## Your instructions
When the line containing "pub mod queue;" is reached, begin transcribing. Continue exactly through the final line of the listing, and return nothing else.

## Supplied entries
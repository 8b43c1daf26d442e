// self
use crate::{
	_prelude::*,
	obs::{CallKind, CallOutcome},
};

/// Records a call outcome via the global metrics recorder (when enabled).
pub fn record_call_outcome(kind: CallKind, outcome: CallOutcome) {
	#[cfg(feature = "metrics")]
	{
		metrics::counter!(
			"api_courier_call_total",
			"kind" => kind.as_str(),
			"outcome" => outcome.as_str()
		)
		.increment(1);
	}

	#[cfg(not(feature = "metrics"))]
	{
		let _ = (kind, outcome);
	}
}

/// Records a scheduled retry via the global metrics recorder (when enabled).
pub fn record_retry(kind: CallKind, error: ErrorKind) {
	#[cfg(feature = "metrics")]
	{
		metrics::counter!(
			"api_courier_retry_total",
			"kind" => kind.as_str(),
			"error" => error.as_str()
		)
		.increment(1);
	}

	#[cfg(not(feature = "metrics"))]
	{
		let _ = (kind, error);
	}
}
//! Credential model plus the single-flight refresh protocol that keeps it current.

pub mod credential;
pub mod manager;
pub mod queue;
pub mod refresher;

pub use credential::*;
pub use manager::*;
pub use queue::*;
pub use refresher::*;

## Response box
pub mod queue;
pub mod refresher;

pub use credential::*;
pub use manager::*;
pub use queue::*;
pub use refresher::*;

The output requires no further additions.